Monday 26 August 2024

Freedom And Chaos

In Poul Anderson's works, the two highest human values are freedom and diversity. Interstellar colonization offers multiple opportunities for both. Bureaucrats are enemies of freedom which they condemn as unacceptable chaos. However, "chaos" as disorder, whether cosmic or social, does have a negative value in Anderson's works. His Old Phoenix multiverse, which includes a volume called Operation Chaos, involves a cosmic conflict between the opposed principles of Law and Chaos. Nazism is one expression of Chaos and Hell is chaotic. His Time Patrol guards human history against temporal chaos. His Psychotechnic Institute guides primitive mankind towards what to it is the unnatural state of civilization and freedom - order being necessary for freedom. In "Sargasso of Lost Starships," the villainess, Valduma, is:

"...the outlaw darkness, the last despairing return to primeval chaos..." (p. 426)

We find a vast consistency.

6 comments:

Sean M. Brooks said...

Kaor, Paul!

THREE HEARTS AND THREE LIONS, which links up to the OPERATION books via the Old Phoenix inn, also has the struggle between Law and Chaos.

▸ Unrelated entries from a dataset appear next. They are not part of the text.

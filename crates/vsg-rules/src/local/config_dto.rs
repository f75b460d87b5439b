//! TOML deserialization types (DTO layer).
//!
//! These types exist solely for serde deserialization.
//! They are validated and turned into rules by the parent module.

use serde::Deserialize;

use crate::options::Case;

/// Raw TOML representation of one local rules file.
///
/// A file holds any number of `[[token-case]]` and `[[disallow-word]]`
/// sections.
#[derive(Debug, Clone, Default, Deserialize)]
#[serde(deny_unknown_fields)]
pub struct LocalRulesDto {
    /// Word case rules.
    #[serde(rename = "token-case", default)]
    pub token_case: Vec<TokenCaseDto>,

    /// Forbidden word rules.
    #[serde(rename = "disallow-word", default)]
    pub disallow_word: Vec<DisallowWordDto>,
}

/// TOML representation of a token-case rule.
#[derive(Debug, Clone, Deserialize)]
pub struct TokenCaseDto {
    /// Rule family (e.g. "user").
    pub name: String,
    /// Identifier within the family (e.g. "001").
    pub identifier: String,
    /// Words (keywords or identifiers) the rule checks.
    pub words: Vec<String>,
    /// Required case (default: lower).
    #[serde(default)]
    pub case: Case,
    /// Phase (default: 6).
    #[serde(default = "default_case_phase")]
    pub phase: u8,
    /// Subphase (default: 1).
    #[serde(default = "default_subphase")]
    pub subphase: u8,
    /// Severity name (default: "Error").
    #[serde(default)]
    pub severity: Option<String>,
    /// Description shown in rule listings.
    #[serde(default)]
    pub description: Option<String>,
}

/// TOML representation of a disallow-word rule.
#[derive(Debug, Clone, Deserialize)]
pub struct DisallowWordDto {
    /// Rule family.
    pub name: String,
    /// Identifier within the family.
    pub identifier: String,
    /// Words that must not appear.
    pub words: Vec<String>,
    /// Violation message.
    pub message: String,
    /// Phase (default: 7).
    #[serde(default = "default_disallow_phase")]
    pub phase: u8,
    /// Subphase (default: 1).
    #[serde(default = "default_subphase")]
    pub subphase: u8,
    /// Severity name (default: "Error").
    #[serde(default)]
    pub severity: Option<String>,
    /// Description shown in rule listings.
    #[serde(default)]
    pub description: Option<String>,
}

fn default_case_phase() -> u8 {
    6
}

fn default_disallow_phase() -> u8 {
    7
}

fn default_subphase() -> u8 {
    1
}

Anderson was not totally hostile to all bureaucrats. Aaron Snelund, of all people, discussed how they perform necessary functions in THE REBEL WORLDS. And we see similar remarks and a very able and decent bureaucrat, Chunderban Desai, in THE DAY OF THEIR RETURN.

Ad astra! Sean

S.M. Stirling said...

Sean: I think Poul was conflicted about governmental authority.

Sean M. Brooks said...

Kaor, Mr. Stirling!

I agree, he was! In quite a few of his stories Anderson made it plain, given his libertarian leanings, that he wished the State would somehow "wither away." But he was too much a realist, and hence a conservative, to believe, when push came to shove, to think that was possible or desirable. He knew too well how flawed, quarrelsome, prone to violence, etc., human beings are to really believe in Utopian impossibilities.

The best we can hope for is some combination, in whatever form, of the limited state with free enterprise economics.

Ad astra! Sean

paulshackley2017@gmail.com said...

Sean,

Free enterprise will be redundant when technologically produced wealth is abundant as will bodies of armed men to protect property or territory. No longer controlling such means of coercion, no individual or group will exercise power over the population.

Paul.

Sean M. Brooks said...

Kaor, Paul!

No, that is not going to happen. First, basic economic principles, like demand and supply, will determine what goods and services will be practical at whatever it will cost to produce and offer for sale. Prices will not necessarily have to be high--they could be low, even very low.

And people will still have property. People will still want to own real estate and chattel goods of all kinds.

Again, no, humans are still going to be quarrelsome, ambitious, acquisitive, etc. They will still contend for status, prestige, power. And that can and will be attended by violence. Your hopes are totally unrealistic.

Ad astra! Sean

paulshackley2017@gmail.com said...

Sean,

No one knows what is going to happen.

When there is a common store containing more than everyone needs and to which everyone has equal access, then there will no longer be any need for a class of people, like van Rijn, who buy from producers and sell to consumers at a profit to themselves. Money will become redundant as a means of exchange. (I do not know that this will happen. I argue that it can happen.)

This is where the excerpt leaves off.